By Hamid Shalizi
KABUL - About 15 percent of planned polling stations for this month's Afghan parliamentary election will not open because of poor security, officials said on Tuesday, with fears of attacks rising in insurgency strongholds in the east.
Security has worsened in many places since last year, making it harder to get Afghan and international election observers to polling centers. Candidates have complained that they cannot reach districts where they need to campaign because it is too dangerous.
The September 18 parliamentary election is seen as a litmus test for stability in Afghanistan ahead of a war strategy review to be conducted by the White House in December.
It is also a credibility test for Afghan President Hamid Karzai after a fraud-marred presidential poll last year which the Taliban also tried to disrupt.
The Taliban have vowed to disrupt this election as well, and have urged Afghan voters to boycott the vote. The hardline Islamists have threatened to attack foreign forces first and then Afghan targets.
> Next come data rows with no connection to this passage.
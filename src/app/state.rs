//! Application state and its pure transitions
//!
//! Nothing here talks to the host. [`TabManager`](super::TabManager) owns an
//! `AppState` and is the only thing that mutates it.

use crate::inventory::{Snapshot, Tab, TabId};
use crate::links::LinkFormat;
use crate::optimize::{self, OptimizationPlan, Thresholds};
use crate::search::{FilteredView, SearchMode, filter_windows};
use crate::selection::SelectionState;
use serde::{Deserialize, Serialize};
use std::fmt;

/// Row density of the tab list
#[derive(Debug, Clone, Copy, PartialEq, Eq, Default, Serialize, Deserialize)]
#[serde(rename_all = "lowercase")]
pub enum ViewMode {
    Compact,
    #[default]
    Normal,
    Cozy,
}

impl ViewMode {
    #[must_use]
    pub const fn as_str(self) -> &'static str {
        match self {
            Self::Compact => "compact",
            Self::Normal => "normal",
            Self::Cozy => "cozy",
        }
    }
}

impl fmt::Display for ViewMode {
    fn fmt(&self, f: &mut fmt::Formatter<'_>) -> fmt::Result {
        f.write_str(self.as_str())
    }
}

/// Where pasted links are opened
#[derive(Debug, Clone, Copy, PartialEq, Eq, Default, Serialize, Deserialize)]
#[serde(rename_all = "kebab-case")]
pub enum OpenMode {
    #[default]
    NewWindow,
    CurrentWindow,
}

impl OpenMode {
    /// Phrase used in toasts, e.g. `"new window"`
    #[must_use]
    pub const fn label(self) -> &'static str {
        match self {
            Self::NewWindow => "new window",
            Self::CurrentWindow => "current window",
        }
    }
}

/// Dialog currently covering the tab list
#[derive(Debug, Clone, Copy, PartialEq, Eq, Default)]
pub enum Modal {
    #[default]
    None,
    Paste,
    Optimize,
}

/// Everything the tab list view renders from
#[derive(Debug, Clone, Default)]
pub struct AppState {
    pub snapshot: Snapshot,
    pub query: String,
    pub mode: SearchMode,
    pub selection: SelectionState,
    /// Present only while the optimize dialog is open
    pub plan: Option<OptimizationPlan>,
    pub thresholds: Thresholds,
    pub view_mode: ViewMode,
    pub show_url_in_compact: bool,
    pub copy_format: LinkFormat,
    pub open_mode: OpenMode,
    pub modal: Modal,
    pub search_focused: bool,
}

impl AppState {
    #[must_use]
    pub fn new() -> Self {
        Self::default()
    }

    /// Ranked and filtered view of the current snapshot
    #[must_use]
    pub fn view(&self) -> FilteredView<'_> {
        filter_windows(&self.snapshot.windows, &self.query, self.mode)
    }

    /// Tab ids in display order
    #[must_use]
    pub fn visible_tab_ids(&self) -> Vec<TabId> {
        self.view().visible_tab_ids()
    }

    /// Selected tabs in inventory order
    #[must_use]
    pub fn selected_tabs(&self) -> Vec<&Tab> {
        self.snapshot.tabs_in_order(self.selection.ids())
    }

    /// Whether tab rows show their url
    #[must_use]
    pub fn shows_urls(&self) -> bool {
        self.view_mode != ViewMode::Compact || self.show_url_in_compact
    }

    /// Replace the snapshot.
    ///
    /// Closed tabs leave the selection. An open plan is recomputed against
    /// the new snapshot so a stale plan can never be applied.
    pub fn set_snapshot(&mut self, snapshot: Snapshot) {
        self.snapshot = snapshot;
        self.selection.retain_existing(&self.snapshot);
        if self.plan.is_some() {
            self.plan = Some(optimize::plan(&self.snapshot, self.thresholds));
        }
    }

    pub fn set_query(&mut self, query: &str) {
        query.clone_into(&mut self.query);
    }

    pub fn toggle_search_mode(&mut self) -> SearchMode {
        self.mode = self.mode.toggled();
        self.mode
    }

    /// Open the optimize dialog with a fresh plan for `thresholds`
    pub fn open_optimize(&mut self, thresholds: Thresholds) -> &OptimizationPlan {
        self.thresholds = thresholds;
        self.modal = Modal::Optimize;
        self.plan.insert(optimize::plan(&self.snapshot, thresholds))
    }

    pub fn open_paste(&mut self) {
        self.plan = None;
        self.modal = Modal::Paste;
    }

    /// Close whatever dialog is open, discarding any plan
    pub fn close_modal(&mut self) {
        self.modal = Modal::None;
        self.plan = None;
    }

    /// Escape: close a dialog, else clear the search, else clear the selection.
    ///
    /// Takes exactly one step per press. With a dialog open, Escape only
    /// closes it; the search and selection are left for the next press.
    pub fn clear_search_or_deselect(&mut self) {
        if self.modal != Modal::None {
            self.close_modal();
        } else if !self.query.is_empty() {
            self.query.clear();
        } else {
            self.selection.deselect_all();
        }
    }
}

#[cfg(test)]
mod tests {
    use super::*;
    use crate::inventory::{Snapshot, TabId};
    use crate::selection::ClickModifiers;
    use crate::testing::{snapshot_with_counts, windows_with_counts};

    fn state_with(counts: &[usize]) -> AppState {
        let mut state = AppState::new();
        state.set_snapshot(snapshot_with_counts(counts));
        state
    }

    #[test]
    fn test_snapshot_prunes_selection() {
        let mut state = state_with(&[2, 2]);
        state.selection.select_all_visible(&[TabId(1), TabId(3)]);

        let mut windows = windows_with_counts(&[2, 2]);
        windows[1].tabs.remove(0);
        state.set_snapshot(Snapshot::new(windows, 2));

        assert!(state.selection.contains(TabId(1)));
        assert!(!state.selection.contains(TabId(3)));
    }

    #[test]
    fn test_snapshot_recomputes_open_plan() {
        let mut state = state_with(&[2, 3, 8]);
        let before = state.open_optimize(Thresholds::default()).clone();
        assert_eq!(before.actions.len(), 1);

        state.set_snapshot(Snapshot::new(windows_with_counts(&[2, 3, 20]), 2));
        let after = state.plan.as_ref().unwrap();
        assert_eq!(after.generation, 2);
        assert_eq!(after.actions.len(), 2);
    }

    #[test]
    fn test_snapshot_without_plan_keeps_none() {
        let mut state = state_with(&[2, 3]);
        state.set_snapshot(snapshot_with_counts(&[2, 3]));
        assert!(state.plan.is_none());
    }

    #[test]
    fn test_escape_order() {
        let mut state = state_with(&[3]);
        let visible = state.visible_tab_ids();
        state.selection.click(TabId(1), ClickModifiers::NONE, &visible);
        state.set_query("tab");
        state.open_paste();

        state.clear_search_or_deselect();
        assert_eq!(state.modal, Modal::None);
        assert_eq!(state.query, "tab");

        state.clear_search_or_deselect();
        assert!(state.query.is_empty());
        assert_eq!(state.selection.len(), 1);

        state.clear_search_or_deselect();
        assert!(state.selection.is_empty());
    }

    #[test]
    fn test_close_modal_discards_plan() {
        let mut state = state_with(&[1, 1]);
        state.open_optimize(Thresholds::default());
        assert!(state.plan.is_some());
        state.close_modal();
        assert!(state.plan.is_none());
    }

    #[test]
    fn test_selected_tabs_in_inventory_order() {
        let mut state = state_with(&[2, 2]);
        state.selection.toggle(TabId(4));
        state.selection.toggle(TabId(1));
        let urls: Vec<&str> = state.selected_tabs().iter().map(|t| t.url.as_str()).collect();
        assert_eq!(urls, vec!["https://example.com/1", "https://example.com/4"]);
    }

    #[test]
    fn test_shows_urls() {
        let mut state = AppState::new();
        assert!(state.shows_urls());
        state.view_mode = ViewMode::Compact;
        assert!(!state.shows_urls());
        state.show_url_in_compact = true;
        assert!(state.shows_urls());
    }

    #[test]
    fn test_open_mode_serde() {
        assert_eq!(serde_json::to_string(&OpenMode::CurrentWindow).unwrap(), "\"current-window\"");
        assert_eq!(OpenMode::NewWindow.label(), "new window");
    }
}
Independent Election Commission officials said another 81 polling centers would be shuttered in eastern Nangarhar province, near the porous border with Pakistan.
Last month the IEC said around 940 of nearly 6,900 polling centers would not open because of poor security. Most of those centers were in the south and east, but also in the north.
Security is a major concern ahead of the vote, with four candidates killed already, according to the United Nations and government officials.
Some of those attacks have been blamed on the Taliban.
About 2,500 candidates are vying for 249 seats in the wolesi jirga, or lower house of parliament, in Afghanistan's second parliamentary vote since the Taliban were ousted in late 2001.